Para ganhar a bênção divina, curar-se de doenças, conseguir emprego ou pôr fim a outras aflições. É uma prática antiga, que está no cerne de todas as religiões, mas que a Igreja Universal do Reino de Deus elevou a um patamar inédito
Revista Veja - Adriana Dias Lopes e Fábio Portela
A Igreja Universal do Reino de Deus é uma potência tanto do ponto de vista religioso quanto do econômico – e uma coisa tem tudo a ver com a outra. Os bispos liderados por Edir Macedo arrastam multidões a seus cultos e conseguem fazer com que elas doem verdadeiras fortunas à igreja. A Universal ocupa o terceiro lugar no ranking das maiores instituições religiosas do país, atrás apenas da Igreja Católica e da Assembleia de Deus, também pentecostal.

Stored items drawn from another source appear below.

//! Image to tilemap conversion, run to completion before anything is written

use crate::conversion::config::ConversionConfig;
use crate::conversion::palette::{assign_palettes, partition_palettes};
use crate::conversion::tileset::build_tilemap;
use crate::format::{TilemapFormat, Tilemap};
use crate::io::error::{ConversionError, Result};
use crate::io::image::{encode_image, load_pixels};
use crate::io::tilemap::{encode_tilemap, write_files};
use crate::tiles::raster::render_tileset;
use crate::tiles::tile::{Color, ColorSet, TileGrid};
use image::RgbImage;
use log::{debug, info};
use ndarray::Array2;
use std::path::{Path, PathBuf};

/// Where a conversion's outputs go
#[derive(Debug, Clone, PartialEq, Eq)]
pub struct OutputPaths {
    /// Tilemap file
    pub tilemap: PathBuf,
    /// Separate attribute map; when set, the tilemap file holds ids only
    pub attrmap: Option<PathBuf>,
    /// Tileset image (PNG or BMP by extension)
    pub tileset: PathBuf,
}

/// A finished in-memory conversion
#[derive(Debug, Clone)]
pub struct Conversion {
    /// Format the tilemap is written in
    pub format: TilemapFormat,
    /// Cells laid out on the source image's tile grid
    pub tilemap: Tilemap,
    /// Source tile index of each tileset entry
    pub tileset: Vec<usize>,
    /// Generated palettes, largest first; empty unless requested
    pub palettes: Vec<ColorSet>,
    /// Rendered tileset
    pub tileset_image: RgbImage,
}

/// Convert a `(height, width)` pixel grid
///
/// # Errors
///
/// Returns the first failure of parameter validation, tile extraction, palette
/// partitioning or tileset building. An image made only of space tiles fails
/// with `EmptyTileset`.
pub fn convert(pixels: &Array2<Color>, config: &ConversionConfig) -> Result<Conversion> {
    config.validate()?;
    let grid = TileGrid::from_pixels(pixels)?;
    debug!(
        "Extracted {}x{} tiles for {}",
        grid.columns(),
        grid.rows(),
        config.format
    );
    convert_grid(&grid, config)
}

/// Convert the image at `path`
///
/// # Errors
///
/// Returns `ImageLoad` if the image cannot be read, otherwise as `convert`.
pub fn convert_image_file(path: &Path, config: &ConversionConfig) -> Result<Conversion> {
    let pixels = load_pixels(path)?;
    convert(&pixels, config)
}

/// Convert an already extracted tile grid
///
/// # Errors
///
/// As `convert`, minus tile extraction.
pub fn convert_grid(grid: &TileGrid, config: &ConversionConfig) -> Result<Conversion> {
    config.validate()?;

    let palettes = if config.generate_palette {
        partition_palettes(grid, config.format.palette_limits())?
    } else {
        Vec::new()
    };

    let built = build_tilemap(grid, config)?;
    if built.tileset.is_empty() {
        return Err(ConversionError::EmptyTileset);
    }

    let mut cells = built.cells;
    if !palettes.is_empty() {
        let assignment = assign_palettes(grid, &palettes)?;
        let base = config.format.palette_base();
        for ((cell, tile), palette) in cells.iter_mut().zip(grid.tiles()).zip(assignment) {
            let is_space = config
                .space
                .is_some_and(|space| tile.is_uniform(space.color));
            if !is_space {
                cell.color = u8::try_from(palette).ok().map(|index| base + index);
            }
        }
    }

    let tilemap = Tilemap::new(cells, grid.columns())?;
    let tileset_image = render_tileset(grid, &built.tileset);

    Ok(Conversion {
        format: config.format,
        tilemap,
        tileset: built.tileset,
        palettes,
        tileset_image,
    })
}

impl Conversion {
    /// Encode and write the tilemap, optional attribute map and tileset image
    ///
    /// Every output is encoded in memory before the first file is created. If
    /// a write fails, the outputs already written are removed.
    ///
    /// # Errors
    ///
    /// Returns `Unencodable` or `InvalidParameter` if the tilemap cannot be
    /// encoded, `ImageExport` if the tileset path names no supported image
    /// format, or `WriteFailure` naming the file that could not be written.
    pub fn write(&self, paths: &OutputPaths) -> Result<()> {
        let mut files = encode_tilemap(
            &paths.tilemap,
            paths.attrmap.as_deref(),
            &self.tilemap,
            self.format,
        )?;
        files.push((
            paths.tileset.clone(),
            encode_image(&paths.tileset, &self.tileset_image)?,
        ));
        write_files(&files)?;
        info!(
            "Wrote {} and {} ({} unique tiles)",
            paths.tilemap.display(),
            paths.tileset.display(),
            self.tileset.len()
        );
        Ok(())
    }
}
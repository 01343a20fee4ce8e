//! File formats, command-line handling and error types

/// Command-line interface and batch processing
pub mod cli;
/// Shared constants
pub mod configuration;
/// Error types
pub mod error;
/// Image loading and saving
pub mod image;
/// Batch progress display
pub mod progress;
/// Tilemap and attribute map files
pub mod tilemap;
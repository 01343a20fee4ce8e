//! Image file loading and saving
//!
//! Images are decoded to RGB; alpha is discarded. The output format follows
//! the file extension.

use crate::io::error::{ConversionError, Result};
use crate::io::tilemap::write_bytes;
use crate::tiles::tile::{Color, TileGrid};
use image::{ImageError, ImageFormat, RgbImage};
use ndarray::Array2;
use std::io::Cursor;
use std::path::Path;

/// Load an image as a `(height, width)` grid of RGB colors
///
/// # Errors
///
/// Returns `ImageLoad` if the file cannot be opened or decoded.
pub fn load_pixels(path: &Path) -> Result<Array2<Color>> {
    let img = image::open(path).map_err(|e| ConversionError::ImageLoad {
        path: path.to_path_buf(),
        source: e,
    })?;
    Ok(pixels_from_image(&img.to_rgb8()))
}

/// Convert a decoded image into a `(height, width)` color grid
pub fn pixels_from_image(img: &RgbImage) -> Array2<Color> {
    let (width, height) = (img.width() as usize, img.height() as usize);
    Array2::from_shape_fn((height, width), |(row, col)| {
        img.get_pixel_checked(col as u32, row as u32)
            .map(|pixel| pixel.0)
            .unwrap_or_default()
    })
}

/// Load a tileset image and cut it into tiles
///
/// # Errors
///
/// Returns `ImageLoad` for unreadable files, or `ImageDimensionMismatch` if
/// the image is not a whole number of tiles.
pub fn load_tiles(path: &Path) -> Result<TileGrid> {
    TileGrid::from_pixels(&load_pixels(path)?)
}

/// Encode an image in memory in the format named by `path`'s extension
///
/// # Errors
///
/// Returns `ImageExport` if the extension is unknown or its encoder is not
/// available.
pub fn encode_image(path: &Path, img: &RgbImage) -> Result<Vec<u8>> {
    let export_error = |source: ImageError| ConversionError::ImageExport {
        path: path.to_path_buf(),
        source,
    };
    let format = ImageFormat::from_path(path).map_err(export_error)?;

    let mut cursor = Cursor::new(Vec::new());
    img.write_to(&mut cursor, format).map_err(export_error)?;
    Ok(cursor.into_inner())
}

/// Save an image, creating the parent directory if needed
///
/// # Errors
///
/// Returns `ImageExport` if the image cannot be encoded, or `WriteFailure` if
/// the directory or file cannot be written.
pub fn save_image(path: &Path, img: &RgbImage) -> Result<()> {
    let bytes = encode_image(path, img)?;
    write_bytes(path, &bytes)
}
//! Command-line interface for converting images and rendering tilemaps

use crate::conversion::{ConversionConfig, OutputPaths, SpaceTile, convert_image_file};
use crate::format::TilemapFormat;
use crate::io::configuration::{
    ATTRMAP_EXTENSION, DEFAULT_SPACE_ID, DEFAULT_START_ID, INPUT_EXTENSIONS, RENDER_SUFFIX,
    TILEMAP_EXTENSION, TILESET_SUFFIX,
};
use crate::io::error::{ConversionError, Result, invalid_parameter};
use crate::io::image::{load_tiles, save_image};
use crate::io::progress::ProgressManager;
use crate::io::tilemap::read_tilemap;
use crate::tiles::raster::render_tilemap_banks;
use crate::tiles::tile::{Color, Tile, TileGrid};
use clap::{Args, Parser, Subcommand};
use log::{debug, info, warn};
use std::path::{Path, PathBuf};

#[derive(Parser, Debug)]
#[command(name = "tileforge")]
#[command(
    author,
    version,
    about = "Convert images to deduplicated tilesets and retro tilemap formats"
)]
/// Command-line arguments
pub struct Cli {
    /// Operation to run
    #[command(subcommand)]
    pub command: Command,
}

/// Available operations
#[derive(Subcommand, Debug)]
pub enum Command {
    /// Convert PNG/BMP images into a tilemap and a tileset image
    Convert(ConvertArgs),
    /// Render a tilemap file using a tileset image
    Render(RenderArgs),
}

/// Arguments for `convert`
// Conversion has several independent on/off options
#[allow(clippy::struct_excessive_bools)]
#[derive(Args, Debug)]
pub struct ConvertArgs {
    /// Input PNG/BMP file or directory to convert
    #[arg(value_name = "TARGET")]
    pub target: PathBuf,

    /// Output tilemap format
    #[arg(short, long, value_enum, default_value_t = TilemapFormat::Plain)]
    pub format: TilemapFormat,

    /// Id of the first tileset entry (decimal, 0x.. or $..)
    #[arg(long, value_parser = parse_id, default_value_t = DEFAULT_START_ID)]
    pub start_id: u16,

    /// Write uniform space-colored tiles as the space id
    #[arg(short, long)]
    pub space: bool,

    /// Id written for space tiles
    #[arg(long, value_parser = parse_id, default_value_t = DEFAULT_SPACE_ID)]
    pub space_id: u16,

    /// Fill color of space tiles as RRGGBB
    #[arg(long, value_parser = parse_color, default_value = "FFFFFF")]
    pub space_color: Color,

    /// Pack tile colors into the format's palettes
    #[arg(short, long)]
    pub palette: bool,

    /// Write attributes to a separate attribute map
    #[arg(short, long)]
    pub attrmap: bool,

    /// Write the tileset as BMP instead of PNG
    #[arg(long)]
    pub bmp: bool,

    /// Directory for outputs (defaults to each input's directory)
    #[arg(short, long)]
    pub output_dir: Option<PathBuf>,

    /// Suppress progress output
    #[arg(short, long)]
    pub quiet: bool,

    /// Convert files even if the tilemap output exists
    #[arg(short, long)]
    pub no_skip: bool,
}

/// Arguments for `render`
#[derive(Args, Debug)]
pub struct RenderArgs {
    /// Tilemap file to render
    #[arg(value_name = "TILEMAP")]
    pub tilemap: PathBuf,

    /// Tileset image the tilemap refers to, as PATH or PATH@ID; repeat to
    /// combine tilesets, each starting where the previous one ends unless an
    /// id is given
    #[arg(short, long, required = true, value_parser = parse_tileset)]
    pub tileset: Vec<TilesetArg>,

    /// Tilemap width in tiles
    #[arg(short, long)]
    pub width: usize,

    /// Tilemap format
    #[arg(short, long, value_enum, default_value_t = TilemapFormat::Plain)]
    pub format: TilemapFormat,

    /// Separate attribute map belonging to the tilemap
    #[arg(short, long)]
    pub attrmap: Option<PathBuf>,

    /// Id of the first tileset's first entry (decimal, 0x.. or $..)
    #[arg(long, value_parser = parse_id, default_value_t = DEFAULT_START_ID)]
    pub start_id: u16,

    /// Output image (defaults to <TILEMAP>_render.png)
    #[arg(short, long)]
    pub output: Option<PathBuf>,
}

/// A tileset image given to `render`, with an optional first id
#[derive(Debug, Clone, PartialEq, Eq)]
pub struct TilesetArg {
    /// Tileset image
    pub path: PathBuf,
    /// Id of its first tile, if given as `PATH@ID`
    pub start_id: Option<u16>,
}

impl Cli {
    /// Run the selected command
    ///
    /// # Errors
    ///
    /// Returns the first conversion, decoding or file error.
    pub fn run(self) -> Result<()> {
        match self.command {
            Command::Convert(args) => FileProcessor::new(args).process(),
            Command::Render(args) => args.render(),
        }
    }
}

impl ConvertArgs {
    /// Conversion parameters selected on the command line
    pub fn config(&self) -> ConversionConfig {
        ConversionConfig {
            format: self.format,
            start_id: self.start_id,
            space: self.space.then_some(SpaceTile {
                id: self.space_id,
                color: self.space_color,
            }),
            generate_palette: self.palette,
        }
    }

    /// Check if existing output files should be skipped
    pub const fn skip_existing(&self) -> bool {
        !self.no_skip
    }

    /// Check if progress should be displayed
    pub const fn should_show_progress(&self) -> bool {
        !self.quiet
    }

    /// Output files for `input`
    pub fn output_paths(&self, input: &Path) -> OutputPaths {
        let stem = input.file_stem().unwrap_or_default().to_string_lossy();
        let dir = self
            .output_dir
            .clone()
            .or_else(|| input.parent().map(Path::to_path_buf))
            .unwrap_or_default();
        let tileset_extension = if self.bmp { "bmp" } else { "png" };

        OutputPaths {
            tilemap: dir.join(format!("{stem}.{TILEMAP_EXTENSION}")),
            attrmap: self
                .attrmap
                .then(|| dir.join(format!("{stem}.{ATTRMAP_EXTENSION}"))),
            tileset: dir.join(format!("{stem}{TILESET_SUFFIX}.{tileset_extension}")),
        }
    }
}

impl RenderArgs {
    /// Decode the tilemap and save it drawn with the tileset
    ///
    /// # Errors
    ///
    /// Returns read, decode, image load or export errors.
    pub fn render(&self) -> Result<()> {
        let tilemap = read_tilemap(
            &self.tilemap,
            self.attrmap.as_deref(),
            self.format,
            self.width,
        )?;
        let tilesets = self.load_tilesets()?;
        let banks: Vec<(u16, &[Tile])> = tilesets
            .iter()
            .map(|(start_id, grid)| (*start_id, grid.tiles()))
            .collect();
        let img = render_tilemap_banks(&tilemap, &banks);

        let output = self
            .output
            .clone()
            .unwrap_or_else(|| Self::default_output_path(&self.tilemap));
        save_image(&output, &img)?;
        info!(
            "Rendered {} ({}x{} tiles) to {}",
            self.tilemap.display(),
            tilemap.width(),
            tilemap.height(),
            output.display()
        );
        Ok(())
    }

    /// Load every tileset with the id of its first tile
    ///
    /// # Errors
    ///
    /// Returns the first image load error.
    pub fn load_tilesets(&self) -> Result<Vec<(u16, TileGrid)>> {
        let mut next_id = self.start_id;
        let mut loaded = Vec::with_capacity(self.tileset.len());
        for tileset in &self.tileset {
            let start_id = tileset.start_id.unwrap_or(next_id);
            let grid = load_tiles(&tileset.path)?;
            debug!(
                "Tileset {} holds ids {start_id:#X} onwards ({} tiles)",
                tileset.path.display(),
                grid.len()
            );
            next_id = u16::try_from(usize::from(start_id) + grid.len()).unwrap_or(u16::MAX);
            loaded.push((start_id, grid));
        }
        Ok(loaded)
    }

    fn default_output_path(tilemap: &Path) -> PathBuf {
        let stem = tilemap.file_stem().unwrap_or_default().to_string_lossy();
        let name = format!("{stem}{RENDER_SUFFIX}.png");
        tilemap
            .parent()
            .map_or_else(|| PathBuf::from(&name), |parent| parent.join(&name))
    }
}

/// Orchestrates conversion of one image or a directory of images
pub struct FileProcessor {
    args: ConvertArgs,
    progress_manager: ProgressManager,
}

impl FileProcessor {
    /// Create a new file processor with the given arguments
    pub const fn new(args: ConvertArgs) -> Self {
        Self {
            args,
            progress_manager: ProgressManager::new(),
        }
    }

    /// Convert every selected file, stopping at the first failure
    ///
    /// # Errors
    ///
    /// Returns an error if the target is invalid or any conversion fails.
    pub fn process(&mut self) -> Result<()> {
        self.args.config().validate()?;
        let files = self.collect_files()?;

        if files.is_empty() {
            return Ok(());
        }

        if self.args.should_show_progress() {
            self.progress_manager.initialize(files.len());
        }

        for file in &files {
            self.process_file(file)?;
        }

        self.progress_manager.finish();
        Ok(())
    }

    /// Input files selected by the target, sorted by name
    ///
    /// # Errors
    ///
    /// Returns an error if the target is neither an image nor a readable
    /// directory.
    pub fn collect_files(&self) -> Result<Vec<PathBuf>> {
        let target = &self.args.target;
        if target.is_file() {
            if !is_input_image(target) {
                return Err(invalid_parameter(
                    "target",
                    &target.display(),
                    &"must be a PNG or BMP image",
                ));
            }
            Ok(self
                .should_process_file(target)
                .then(|| target.clone())
                .into_iter()
                .collect())
        } else if target.is_dir() {
            let entries = std::fs::read_dir(target).map_err(|e| ConversionError::ReadFailure {
                path: target.clone(),
                source: e,
            })?;
            let mut files = Vec::new();
            for entry in entries {
                let path = entry
                    .map_err(|e| ConversionError::ReadFailure {
                        path: target.clone(),
                        source: e,
                    })?
                    .path();
                if is_input_image(&path) && !is_generated(&path) && self.should_process_file(&path)
                {
                    files.push(path);
                }
            }
            files.sort();
            Ok(files)
        } else {
            Err(invalid_parameter(
                "target",
                &target.display(),
                &"must be an image file or directory",
            ))
        }
    }

    fn should_process_file(&self, input_path: &Path) -> bool {
        if !self.args.skip_existing() {
            return true;
        }

        let output_path = self.args.output_paths(input_path).tilemap;
        if output_path.exists() {
            warn!("Skipping: {} (output exists)", input_path.display());
            false
        } else {
            true
        }
    }

    fn process_file(&mut self, input_path: &Path) -> Result<()> {
        self.progress_manager.start_file(input_path);

        let conversion = convert_image_file(input_path, &self.args.config())?;
        let paths = self.args.output_paths(input_path);
        conversion.write(&paths)?;

        info!(
            "Converted {} to {} and {}",
            input_path.display(),
            paths.tilemap.display(),
            paths.tileset.display()
        );
        self.progress_manager.complete_file();
        Ok(())
    }
}

fn has_extension(path: &Path, extensions: &[&str]) -> bool {
    path.extension()
        .and_then(|ext| ext.to_str())
        .is_some_and(|ext| extensions.iter().any(|e| ext.eq_ignore_ascii_case(e)))
}

fn is_input_image(path: &Path) -> bool {
    path.is_file() && has_extension(path, &INPUT_EXTENSIONS)
}

fn is_generated(path: &Path) -> bool {
    path.file_stem()
        .and_then(|stem| stem.to_str())
        .is_some_and(|stem| stem.ends_with(TILESET_SUFFIX) || stem.ends_with(RENDER_SUFFIX))
}

/// Parse a tile id written as decimal, `0x..` or `$..` hexadecimal
///
/// # Errors
///
/// Returns a message if the text is not a number that fits in 16 bits.
pub fn parse_id(text: &str) -> std::result::Result<u16, String> {
    let text = text.trim();
    let parsed = if let Some(hex) = text.strip_prefix('$') {
        u16::from_str_radix(hex, 16)
    } else if let Some(hex) = text
        .strip_prefix("0x")
        .or_else(|| text.strip_prefix("0X"))
    {
        u16::from_str_radix(hex, 16)
    } else {
        text.parse()
    };
    parsed.map_err(|e| format!("'{text}' is not a tile id: {e}"))
}

/// Parse a tileset argument written as `PATH` or `PATH@ID`
///
/// A suffix after the last `@` that is not a tile id stays part of the path.
///
/// # Errors
///
/// Returns a message if the path is empty.
pub fn parse_tileset(text: &str) -> std::result::Result<TilesetArg, String> {
    let (path, start_id) = text
        .rsplit_once('@')
        .filter(|(path, _)| !path.is_empty())
        .and_then(|(path, id)| parse_id(id).ok().map(|start_id| (path, Some(start_id))))
        .unwrap_or((text, None));
    if path.is_empty() {
        return Err("tileset path is empty".to_owned());
    }
    Ok(TilesetArg {
        path: PathBuf::from(path),
        start_id,
    })
}

/// Parse an `RRGGBB` color, with or without a leading `#`
///
/// # Errors
///
/// Returns a message unless the text is exactly six hex digits.
pub fn parse_color(text: &str) -> std::result::Result<Color, String> {
    let hex = text.trim().trim_start_matches('#');
    if hex.len() != 6 || !hex.chars().all(|c| c.is_ascii_hexdigit()) {
        return Err(format!("'{text}' is not an RRGGBB color"));
    }
    let value = u32::from_str_radix(hex, 16).map_err(|e| e.to_string())?;
    let [_, r, g, b] = value.to_be_bytes();
    Ok([r, g, b])
}
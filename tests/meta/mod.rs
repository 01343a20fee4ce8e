//! Checks on the layout of the test suite itself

O bispo Macedo controla um império da fé que conta com 4 700 templos, espalhados por mais de 1 500 cidades, em 172 países. Segundo as estimativas mais recentes, seu rebanho já chega a 8 milhões de pessoas. Essa massa de fiéis é a responsável pelos exuberantes resultados financeiros ostentados pela igreja. A cada ano, a organização do bispo Macedo recebe 1,4 bilhão de reais em doações.
Não há nenhum pecado no fato de uma igreja pedir donativos aos fiéis para sustentar suas atividades. Organizações religiosas também precisam de dinheiro para se manter – é uma prática prevista em lei e que goza de imunidade fiscal. A doação religiosa remonta a Abraão, o personagem bíblico que decidiu repartir seus ganhos com Deus. Ele doou parte do espólio de uma guerra a um sacerdote chamado Melquisedeque como forma de gratidão por ter sido abençoado. O bispo Macedo, portanto, não inaugurou nenhum capítulo novo na história das religiões ao pedir doações, mas é inegável que ele levou esse hábito a um patamar inédito.
CONSELHO DA IGREJA
"Em 2007, eu estava em dificuldades financeiras e pedi aconselhamento a um pastor da Universal. Ele disse que minha vida só melhoraria se eu doasse dinheiro à igreja. Contei a ele que meu marido estava com 2 800 reais guardados em casa, pois havia vendido um carro. O pastor disse que era pouco e perguntou se eu não conseguiria mais. Respondi que havia também 400 reais separados para o aluguel. Ele pediu que eu inteirasse 3 000 reais e levasse à igreja na mesma hora. Fiz o que ele mandou. Quando meu marido descobriu, ficou muito bravo. No dia seguinte, fomos ao templo pedir ao pastor para devolver o dinheiro. Ele disse que era impossível, falou que eu estava com um encosto e ainda mandou meu marido fazer um BO contra mim por furto. Hoje, me arrependo de ter caído naquela conversa."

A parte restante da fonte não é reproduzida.